RIAA Confronts BitTorrent Over Its Piracy-Enabling Software
August 7, 2015
The Recording Industry Association of America, which has long fought piracy, is now taking aim at BitTorrent, the company whose technology enables it. The RIAA sent a letter to BitTorrent demanding that the company pay closer attention to the use of its software in peer-to-peer infringement. This came after the RIAA’s random sample of 500 audio torrents revealed that 82.4 percent of them were commercially available and likely protected by copyright. BitTorrent has stated that it does not endorse or actively engage in piracy.
That’s an assertion that the RIAA is no longer willing to countenance, and said so in a July 30 letter to BitTorrent chief executive Eric Klinker, according to Ars Technica.
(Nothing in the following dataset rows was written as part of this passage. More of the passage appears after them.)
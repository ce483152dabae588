// ============================================================
// Layer 6 — Metrics Logger
// ============================================================
// Appends each epoch's evaluation report to a per-level CSV:
//
//   results/metrics_level_<L>.csv
//
//   epoch,mse,psnr,vgg,ms_ssim
//   0,0.012345,19.084512,0.231000,
//   1,0.010211,19.909870,0.198000,
//
// Terms a level does not report are left empty. The header is only
// written when the file is new, so restarted runs keep appending.
//
// Reference: Rust Book §12 (I/O and File Handling)

use std::{
    fs::{self, OpenOptions},
    io::Write,
    path::{Path, PathBuf},
};

use crate::domain::error::{TrainError, TrainResult};
use crate::domain::level::Level;
use crate::domain::metrics::EvalReport;

const HEADER: &str = "epoch,mse,psnr,vgg,ms_ssim";

pub struct MetricsLogger {
    csv_path: PathBuf,
}

impl MetricsLogger {
    pub fn new(dir: impl AsRef<Path>, level: Level) -> TrainResult<Self> {
        let dir = dir.as_ref();
        fs::create_dir_all(dir)
            .map_err(|e| TrainError::io(format!("creating '{}'", dir.display()), e))?;

        let csv_path = dir.join(format!("metrics_level_{level}.csv"));
        if !csv_path.exists() {
            fs::write(&csv_path, format!("{HEADER}\n"))
                .map_err(|e| TrainError::io(format!("creating '{}'", csv_path.display()), e))?;
            tracing::debug!("Created metrics CSV: '{}'", csv_path.display());
        }

        Ok(Self { csv_path })
    }

    pub fn log(&self, epoch: usize, report: &EvalReport) -> TrainResult<()> {
        let action = || format!("appending to '{}'", self.csv_path.display());
        let mut f = OpenOptions::new()
            .append(true)
            .open(&self.csv_path)
            .map_err(|e| TrainError::io(action(), e))?;

        writeln!(f, "{}", csv_row(epoch, report)).map_err(|e| TrainError::io(action(), e))
    }

    pub fn csv_path(&self) -> &Path {
        &self.csv_path
    }
}

fn csv_row(epoch: usize, r: &EvalReport) -> String {
    let optional = |v: Option<f64>| v.map(|x| format!("{x:.6}")).unwrap_or_default();
    format!(
        "{},{:.6},{:.6},{},{}",
        epoch,
        r.mse,
        r.psnr,
        optional(r.vgg),
        optional(r.ssim)
    )
}
// ============================================================
// Layer 2 — EvaluateUseCase
// ============================================================
// Scores a stored checkpoint on the test split without training:
//
//   1. Read the level's saved TrainConfig (architecture, dataset)
//   2. Rebuild PyNet on the inference backend, load (level, epoch)
//   3. One held-out pass → EvalReport
//
// No gradients are tracked, so the plain (non-autodiff) backend
// is enough.

use std::path::PathBuf;

use anyhow::{Context, Result};
use burn::{
    backend::{ndarray::NdArrayDevice, wgpu::WgpuDevice, NdArray, Wgpu},
    prelude::*,
};

use crate::application::evaluation::evaluate;
use crate::application::train_use_case::{perceptual_net, DeviceChoice, TrainConfig};
use crate::data::{
    dataset::PairedImageDataset,
    loader::{DatasetLayout, Split},
    source::held_out_source,
};
use crate::domain::level::Level;
use crate::domain::metrics::EvalReport;
use crate::infra::checkpoint::{CheckpointKey, CheckpointStore};
use crate::ml::{algebra::BurnAlgebra, inferencer::BurnInference, model::PyNet, params};

#[derive(Debug, Clone)]
pub struct EvaluateConfig {
    pub level:       u8,
    pub epoch:       usize,
    pub models_dir:  PathBuf,
    /// Overrides the dataset directory stored with the run.
    pub dataset_dir: Option<PathBuf>,
    /// Overrides the test size stored with the run.
    pub test_size:   Option<usize>,
    pub device:      DeviceChoice,
}

pub struct EvaluateUseCase {
    config: EvaluateConfig,
}

impl EvaluateUseCase {
    pub fn new(config: EvaluateConfig) -> Self {
        Self { config }
    }

    pub fn execute(&self) -> Result<EvalReport> {
        let cfg   = &self.config;
        let level = Level::new(cfg.level)?;
        let store = CheckpointStore::new(&cfg.models_dir)?;

        let mut run: TrainConfig = store
            .load_config(level)
            .with_context(|| format!("No saved training config for level {level}"))?;
        if let Some(dir) = &cfg.dataset_dir {
            run.dataset_dir = dir.clone();
        }
        if let Some(n) = cfg.test_size {
            run.test_size = n;
        }

        let key = CheckpointKey::new(level, cfg.epoch);
        tracing::info!("Evaluating '{}'", store.path_for(key).display());

        let report = match cfg.device.resolve() {
            DeviceChoice::Cpu => score::<NdArray>(&run, level, &store, key, NdArrayDevice::Cpu)?,
            _ => score::<Wgpu>(&run, level, &store, key, WgpuDevice::default())?,
        };
        tracing::info!("Epoch {}, {report}", cfg.epoch);
        Ok(report)
    }
}

fn score<B: Backend>(
    run:    &TrainConfig,
    level:  Level,
    store:  &CheckpointStore,
    key:    CheckpointKey,
    device: B::Device,
) -> Result<EvalReport> {
    let state = store.load(key)?;
    let model: PyNet<B> = run.model_config(level).init(&device);
    let (model, report) = params::restore(model, &state)?;
    if !report.is_exact() {
        report.log();
        tracing::warn!("Checkpoint does not match the configured architecture exactly");
    }

    let engine = BurnInference::new(model, BurnAlgebra::new(perceptual_net::<B>(run, &device)?));

    let layout = DatasetLayout::open(&run.dataset_dir)?;
    let ds     = PairedImageDataset::new(layout, Split::Test, run.test_size, level.target_scale());
    let source = held_out_source::<B>(ds, device)?;

    Ok(evaluate(&engine, &source, level, run.test_size)?)
}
“Like it or not, BitTorrenting products are the premier products used for peer-to-peer infringement today,” RIAA deputy general counsel Victoria Sheckler told Mashable, which published the letter. “In private discussions that various people have had with BitTorrent over the last few years, they’ve refused to address the elephant in the room, which is the piracy over the BitTorrent protocol.”
RIAA vice president for anti-piracy Brad Buckles notes “the overwhelming use of BitTorrent Inc. developed clients,” including the uTorrent client, used to pirate copyrighted work, enabling, he says, “75 percent of the over 1.6 million torrent-based infringement of our members’ works last year in the U.S.”
The RIAA isn’t the only organization pointing to the massive scope of piracy. According to Mashable, the International Federation of the Phonographic Industry “recently estimated that BitTorrent was responsible for 4 billion music downloads in 2014, the vast majority of which it claims were illegal.”
The RIAA letter further notes that BitTorrent chief content officer Matt Mason declares that “piracy happens outside the BitTorrent ecosystem,” a claim that RIAA scoffed at as disingenuous. The letter suggests that RIAA could “establish a process to share… hashes with BitTorrent Inc. on a regular basis” to enable the company to “deter further infringement.”
“We believe it is only right and proper for BitTorrent Inc. to take steps to reduce their facilitation of infringement,” continues the letter. “We look forward to hearing from you on next steps.” Contacted by Ars, both the RIAA and a BitTorrent spokesperson declined to comment.